Possiamo farcela a superare la crisi da pandemia, la transizione verde e ad evitare di diventare un paese di serie B?
Le crisi ambientali e la pandemia da Covid 19 ci hanno portato, oltre alle ricorrenti ondate con difficoltà sanitarie e di convivenza civile e disastri ambientali inimmaginabili fino a qualche anno fa, aspetti positivi come l’aiuto della Ue con il Pnrr e la consapevolezza che il nostro sistema economico e sociale può reggere solo con interventi gestiti di comune accordo a livello mondiale.
In questi mesi soffriamo degli effetti del periodo più o meno lungo di lockdown quali le bolle speculative o meno sull’energia, sulle materie prime e sui semiconduttori, mentre le crisi ambientali che ci hanno convinti a intraprendere la strada della transizione digitale ed ecologica possono condurci a migliorare l’ambiente ma anche ci portano il pericolo di una perdita di peso economico della Ue e dell’Italia in particolare.
Sono anni che in Italia le imprese hanno frenato nel fare investimenti e se li hanno fatti sono stati prettamente finanziari, per acquisire aziende, riportare in Italia pezzi di filiere in passato delocalizzate, difendersi in qualche modo dalla crisi del mercato globale che la pandemia ha aumentato in modo esponenziale evidenziando i difetti in precedenza trascurati.
A causa di carenza di investimenti tecnici l’età dei mezzi di produzione è raddoppiata (10 anni nel 1993 salita a 20 anni nel 2020). Molte imprese hanno tenuto aperte fabbriche vetuste per produrre manufatti maturi a costi minori (meno ammortamenti e salari contenuti) gareggiando con paesi a basso costo del lavoro o peggio ad alta innovazione. Senza parlare del costo dell’energia che in assenza di impianti nucleari, costa di più e viene importata dalla Francia e dalla Slovenia confinanti.
Con il Pnrr abbiamo l’occasione storica del ringiovanimento di impianti, macchinari ed infrastrutture, ma si riuscirà in un decennio a recuperare un ritardo misurabile in 30 anni di mancanza di una politica industriale e dei servizi?
Le imprese inizieranno subito ad investire o spaventate dalle bolle in corso rimarranno per anni ancora alla finestra?
Quello che bisogna fare per guadagnare competitività ed evitare di finire definitivamente fra i paesi in declino è noto e varia da settore a settore:
Sullo sfondo un pericolo sottostimato dalla Ue e dall’Italia: che sia l’energia necessaria per sostituire i prodotti fossili che generano Co2 che i minerali necessari per arrivare alla loro sostituzione sono monopolizzati dalla Cina e in misura minore dalla Russia.
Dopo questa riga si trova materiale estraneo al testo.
//! 차트 이미지 endpoint.

use std::sync::Arc;

use axum::{
    extract::{Path, State},
    http::header,
    response::IntoResponse,
    routing::get,
    Router,
};
use tracing::debug;

use crate::error::ApiResult;
use crate::state::AppState;

/// 차트 이미지 조회.
///
/// 요청마다 차트를 다시 생성하고 PNG를 반환합니다.
/// GET /chartimg/{symbol}/{period}/{interval}
pub async fn chart_image(
    State(state): State<Arc<AppState>>,
    Path((symbol, period, interval)): Path<(String, String, String)>,
) -> ApiResult<impl IntoResponse> {
    debug!(%symbol, %period, %interval, "차트 이미지 요청");

    let bytes = state.charts.chart_bytes(&symbol, &period, &interval).await?;

    Ok((
        [
            (header::CONTENT_TYPE, "image/png"),
            (header::CACHE_CONTROL, "no-cache"),
        ],
        bytes,
    ))
}

/// 차트 라우터 생성.
pub fn chart_router() -> Router<Arc<AppState>> {
    Router::new().route("/{symbol}/{period}/{interval}", get(chart_image))
}
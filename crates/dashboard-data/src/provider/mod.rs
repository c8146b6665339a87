//! 외부 데이터 제공자.
//!
//! - 차트 생성기: 외부 스크립트로 PNG 차트 생성
//! - 시세: Yahoo Finance quoteSummary
//! - 공포/탐욕 지수: 웹 페이지 스크래핑 및 고정 이미지 URL

pub mod chart_generator;
pub mod quote;
pub mod sentiment;

pub use chart_generator::{ChartGenerator, ScriptChartGenerator};
pub use quote::{snapshot_from_summary, QuoteProvider, QuoteSummaryResponse, YahooQuoteProvider};
pub use sentiment::{
    extract_needle_image_url, SentimentCategory, SentimentSource, WebSentimentSource,
};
Già attualmente tali paesi condizionano pesantemente le forniture di minerali, semi conduttori e gas sia nei prezzi che nella loro disponibilità, situazione che con lo sviluppo enorme previsto in futuro dalla transizione ecologica porterà la necessità di energie alternative e di metalli collegati ad una penuria che farà aumentare i prezzi. L’effetto lo stiamo già pagando con l’aumento dell’inflazione importata, ma siamo sicuri che sia una situazione transitoria che finirà a partire dal 2023 come prevede la Bce e i più accreditati osservatori economici?
Si stima che nei prossimi anni passeremo da essere tributari dei produttori di petrolio, controllati da governi poco condizionabili perfino dalla Ue, ad essere pesantemente condizionati dalla Russia e dalla Cina, la prima, produttrice del Gas indispensabile nella fase di transizione, la seconda, di metalli indispensabili e vitali per la produzione di energie rinnovabili e per garantire la digitalizzazione delle comunicazioni e automazioni che il progresso richiede.
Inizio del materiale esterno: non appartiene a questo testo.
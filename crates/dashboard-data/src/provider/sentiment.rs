//! 공포/탐욕 지수 이미지 소스.
//!
//! - **stock**: 공포/탐욕 지수 페이지의 `div#needleChart` 인라인 스타일
//!   `background-image:url('...')`에서 이미지 URL을 추출
//! - **crypto**: 고정 이미지 URL

use std::fmt;
use std::str::FromStr;
use std::time::Duration;

use async_trait::async_trait;
use reqwest::Client;
use scraper::{Html, Selector};
use serde::{Deserialize, Serialize};
use tracing::debug;

use crate::error::{DataError, Result};

/// 공포/탐욕 지수 분류.
#[derive(Debug, Clone, Copy, PartialEq, Eq, Hash, Serialize, Deserialize)]
#[serde(rename_all = "lowercase")]
pub enum SentimentCategory {
    Stock,
    Crypto,
}

impl SentimentCategory {
    pub fn as_str(&self) -> &'static str {
        match self {
            SentimentCategory::Stock => "stock",
            SentimentCategory::Crypto => "crypto",
        }
    }
}

impl fmt::Display for SentimentCategory {
    fn fmt(&self, f: &mut fmt::Formatter<'_>) -> fmt::Result {
        f.write_str(self.as_str())
    }
}

impl FromStr for SentimentCategory {
    type Err = DataError;

    fn from_str(s: &str) -> std::result::Result<Self, Self::Err> {
        match s {
            "stock" => Ok(SentimentCategory::Stock),
            "crypto" => Ok(SentimentCategory::Crypto),
            other => Err(DataError::UnknownCategory(other.to_string())),
        }
    }
}

/// 공포/탐욕 지수 소스 트레잇.
#[async_trait]
pub trait SentimentSource: Send + Sync {
    /// 분류의 현재 이미지 URL을 찾습니다.
    async fn resolve_url(&self, category: SentimentCategory) -> Result<String>;

    /// 이미지 바이트를 내려받습니다.
    async fn fetch_bytes(&self, category: SentimentCategory, url: &str) -> Result<Vec<u8>>;
}

/// `div#needleChart`의 스타일에서 이미지 URL을 추출합니다.
///
/// 스타일이 `background-image:url`로 시작하고 작은따옴표로 감싼 URL이
/// 정확히 하나 있을 때만 값을 반환합니다.
pub fn extract_needle_image_url(html: &str) -> Option<String> {
    let document = Html::parse_document(html);
    let selector = Selector::parse("div#needleChart").ok()?;

    document.select(&selector).find_map(|node| {
        let style = node.value().attr("style")?.trim();
        if !style.starts_with("background-image:url") {
            return None;
        }
        let parts: Vec<&str> = style.split('\'').collect();
        match parts.as_slice() {
            [_, url, _] if !url.is_empty() => Some((*url).to_string()),
            _ => None,
        }
    })
}

/// 웹 기반 공포/탐욕 지수 소스.
#[derive(Debug, Clone)]
pub struct WebSentimentSource {
    client: Client,
    stock_page_url: String,
    crypto_image_url: String,
}

impl WebSentimentSource {
    pub fn new(
        stock_page_url: impl Into<String>,
        crypto_image_url: impl Into<String>,
        timeout: Duration,
    ) -> Result<Self> {
        let client = Client::builder()
            .timeout(timeout)
            .user_agent("Mozilla/5.0 (Windows NT 10.0; Win64; x64) AppleWebKit/537.36 (KHTML, like Gecko) Chrome/120.0.0.0 Safari/537.36")
            .build()
            .map_err(|e| DataError::Config(format!("HTTP 클라이언트 생성 실패: {}", e)))?;

        Ok(Self {
            client,
            stock_page_url: stock_page_url.into(),
            crypto_image_url: crypto_image_url.into(),
        })
    }

    fn fetch_error(category: SentimentCategory, message: impl ToString) -> DataError {
        DataError::SentimentFetch {
            category: category.to_string(),
            message: message.to_string(),
        }
    }
}

#[async_trait]
impl SentimentSource for WebSentimentSource {
    async fn resolve_url(&self, category: SentimentCategory) -> Result<String> {
        match category {
            SentimentCategory::Crypto => Ok(self.crypto_image_url.clone()),
            SentimentCategory::Stock => {
                let html = self
                    .client
                    .get(&self.stock_page_url)
                    .send()
                    .await
                    .and_then(|r| r.error_for_status())
                    .map_err(|e| Self::fetch_error(category, e))?
                    .text()
                    .await
                    .map_err(|e| Self::fetch_error(category, e))?;

                let url = extract_needle_image_url(&html).ok_or_else(|| {
                    Self::fetch_error(category, "needleChart 이미지를 찾을 수 없음")
                })?;

                debug!(category = %category, url = %url, "지수 이미지 URL 추출");
                Ok(url)
            }
        }
    }

    async fn fetch_bytes(&self, category: SentimentCategory, url: &str) -> Result<Vec<u8>> {
        let bytes = self
            .client
            .get(url)
            .send()
            .await
            .and_then(|r| r.error_for_status())
            .map_err(|e| Self::fetch_error(category, e))?
            .bytes()
            .await
            .map_err(|e| Self::fetch_error(category, e))?;

        Ok(bytes.to_vec())
    }
}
Aver lasciato l’Africa alla deriva, visto come continente foriero di pericolose immigrazioni e poco appetibile per la sua arretratezza, ha consentito alla Cina di monopolizzare come nel Congo il controllo delle miniere di metalli rari e diventare da fabbrica del mondo dei prodotti a basso prezzo con cui per decenni abbiamo combattuto a maggior produttore e detentore di metalli vitali per lo sviluppo delle moderne economie.
Si correrà ai ripari, ma certo l’Italia da sola non potrà farcela se non con l’aiuto della Ue e con l’utilizzo rapido ed efficiente dei fondi messi a disposizione con il Pnrr. Occorrerà investire non solo in infrastrutture, bensì soprattutto sulla scuola e sulla ricerca perché sarà il capitale umano che farà la differenza nella competizione globale nella quale il territorio collegato con il mondo potrà nelle nicchie di eccellenza scambiare il sapere e il saper fare con l’energia e le materie prime di cui da sempre il paese trasformatore come l’Italia è privo.